(Records excerpted from a collection)
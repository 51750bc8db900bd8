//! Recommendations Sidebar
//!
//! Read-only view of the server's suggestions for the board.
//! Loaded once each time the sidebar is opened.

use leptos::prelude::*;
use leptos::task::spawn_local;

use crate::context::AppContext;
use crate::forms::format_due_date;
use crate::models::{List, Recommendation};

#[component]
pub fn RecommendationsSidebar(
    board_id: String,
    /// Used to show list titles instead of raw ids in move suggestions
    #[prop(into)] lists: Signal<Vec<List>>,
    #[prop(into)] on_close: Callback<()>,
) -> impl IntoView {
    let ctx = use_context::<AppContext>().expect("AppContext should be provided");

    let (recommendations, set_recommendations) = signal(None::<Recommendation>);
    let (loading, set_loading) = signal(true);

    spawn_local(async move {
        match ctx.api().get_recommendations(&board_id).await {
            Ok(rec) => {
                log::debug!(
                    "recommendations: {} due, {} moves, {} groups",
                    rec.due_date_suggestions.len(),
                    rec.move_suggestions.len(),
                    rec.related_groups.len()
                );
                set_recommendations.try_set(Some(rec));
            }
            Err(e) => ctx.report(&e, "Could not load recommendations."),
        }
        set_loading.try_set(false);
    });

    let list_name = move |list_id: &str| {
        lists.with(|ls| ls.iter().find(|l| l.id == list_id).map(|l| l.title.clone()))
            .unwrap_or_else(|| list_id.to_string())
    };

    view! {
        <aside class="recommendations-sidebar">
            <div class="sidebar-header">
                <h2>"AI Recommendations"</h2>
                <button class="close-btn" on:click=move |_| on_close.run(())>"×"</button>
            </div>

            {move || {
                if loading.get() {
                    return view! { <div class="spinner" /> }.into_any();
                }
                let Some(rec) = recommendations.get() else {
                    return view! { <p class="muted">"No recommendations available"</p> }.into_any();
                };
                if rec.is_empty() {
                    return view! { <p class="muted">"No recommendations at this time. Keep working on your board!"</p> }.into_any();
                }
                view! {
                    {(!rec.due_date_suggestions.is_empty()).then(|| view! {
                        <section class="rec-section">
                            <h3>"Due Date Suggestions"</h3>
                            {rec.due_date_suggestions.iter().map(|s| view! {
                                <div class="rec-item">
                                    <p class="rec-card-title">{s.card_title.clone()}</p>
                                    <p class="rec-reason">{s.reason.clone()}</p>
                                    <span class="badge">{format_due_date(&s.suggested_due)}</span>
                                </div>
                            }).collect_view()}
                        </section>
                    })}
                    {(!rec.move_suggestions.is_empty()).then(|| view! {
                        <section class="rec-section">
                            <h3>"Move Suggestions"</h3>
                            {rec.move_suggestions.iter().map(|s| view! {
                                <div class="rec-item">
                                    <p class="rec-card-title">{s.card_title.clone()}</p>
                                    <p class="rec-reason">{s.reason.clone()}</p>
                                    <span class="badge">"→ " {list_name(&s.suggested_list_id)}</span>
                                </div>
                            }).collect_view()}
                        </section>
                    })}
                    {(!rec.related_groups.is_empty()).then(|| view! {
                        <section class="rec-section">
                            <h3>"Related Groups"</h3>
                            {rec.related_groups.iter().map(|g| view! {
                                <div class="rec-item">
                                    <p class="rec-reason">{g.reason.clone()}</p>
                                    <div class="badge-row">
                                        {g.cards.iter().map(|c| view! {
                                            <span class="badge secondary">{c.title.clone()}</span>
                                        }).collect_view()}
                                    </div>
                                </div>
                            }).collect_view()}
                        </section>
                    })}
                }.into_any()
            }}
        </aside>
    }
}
* * *
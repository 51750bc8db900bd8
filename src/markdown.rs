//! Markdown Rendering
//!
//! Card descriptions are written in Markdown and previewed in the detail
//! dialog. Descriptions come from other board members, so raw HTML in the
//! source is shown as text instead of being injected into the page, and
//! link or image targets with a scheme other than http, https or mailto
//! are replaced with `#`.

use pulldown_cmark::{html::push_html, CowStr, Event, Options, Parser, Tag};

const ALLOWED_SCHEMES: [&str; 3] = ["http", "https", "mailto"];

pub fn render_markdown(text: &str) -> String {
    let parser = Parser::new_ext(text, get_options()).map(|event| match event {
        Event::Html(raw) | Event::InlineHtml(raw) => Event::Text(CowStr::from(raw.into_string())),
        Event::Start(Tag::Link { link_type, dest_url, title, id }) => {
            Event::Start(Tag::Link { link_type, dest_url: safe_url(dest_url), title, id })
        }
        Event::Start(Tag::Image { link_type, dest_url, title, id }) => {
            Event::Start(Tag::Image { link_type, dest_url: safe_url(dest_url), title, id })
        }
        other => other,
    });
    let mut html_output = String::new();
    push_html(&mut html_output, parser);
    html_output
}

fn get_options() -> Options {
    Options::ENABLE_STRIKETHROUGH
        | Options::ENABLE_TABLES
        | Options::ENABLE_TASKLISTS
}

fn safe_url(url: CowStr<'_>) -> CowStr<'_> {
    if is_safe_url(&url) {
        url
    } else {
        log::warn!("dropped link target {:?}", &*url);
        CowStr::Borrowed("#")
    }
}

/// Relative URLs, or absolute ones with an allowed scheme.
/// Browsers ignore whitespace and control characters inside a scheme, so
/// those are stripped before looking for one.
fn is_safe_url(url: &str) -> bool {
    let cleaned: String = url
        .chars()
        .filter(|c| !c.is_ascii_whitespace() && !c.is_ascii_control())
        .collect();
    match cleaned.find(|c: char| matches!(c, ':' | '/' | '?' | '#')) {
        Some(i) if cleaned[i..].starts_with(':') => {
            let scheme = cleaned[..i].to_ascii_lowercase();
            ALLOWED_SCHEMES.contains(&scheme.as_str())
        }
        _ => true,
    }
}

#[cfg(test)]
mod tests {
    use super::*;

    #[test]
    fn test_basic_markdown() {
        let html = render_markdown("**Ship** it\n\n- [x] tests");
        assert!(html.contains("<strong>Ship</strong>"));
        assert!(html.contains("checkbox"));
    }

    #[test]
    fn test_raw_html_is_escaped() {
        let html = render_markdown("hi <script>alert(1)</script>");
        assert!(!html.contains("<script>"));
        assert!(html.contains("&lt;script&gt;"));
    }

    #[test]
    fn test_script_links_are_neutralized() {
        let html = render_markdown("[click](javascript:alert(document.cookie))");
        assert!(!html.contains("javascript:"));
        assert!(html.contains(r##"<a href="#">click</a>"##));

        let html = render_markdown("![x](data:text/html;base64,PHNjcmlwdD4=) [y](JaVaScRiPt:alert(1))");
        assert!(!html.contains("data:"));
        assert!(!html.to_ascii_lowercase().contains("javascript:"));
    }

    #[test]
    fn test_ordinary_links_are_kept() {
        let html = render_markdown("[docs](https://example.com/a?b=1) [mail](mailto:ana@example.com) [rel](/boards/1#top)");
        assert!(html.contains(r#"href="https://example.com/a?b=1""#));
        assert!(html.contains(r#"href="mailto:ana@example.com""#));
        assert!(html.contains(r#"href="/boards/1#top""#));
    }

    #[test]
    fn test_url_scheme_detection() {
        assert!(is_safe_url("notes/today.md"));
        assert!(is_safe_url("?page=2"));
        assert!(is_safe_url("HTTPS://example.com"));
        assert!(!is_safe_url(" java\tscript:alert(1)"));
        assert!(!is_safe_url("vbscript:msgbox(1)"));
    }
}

= Task statement =
Look over the data above and show each line that contains "time".

= Written reply =
//! Loaded once each time the sidebar is opened.
                    return view! { <p class="muted">"No recommendations at this time. Keep working on your board!"</p> }.into_any();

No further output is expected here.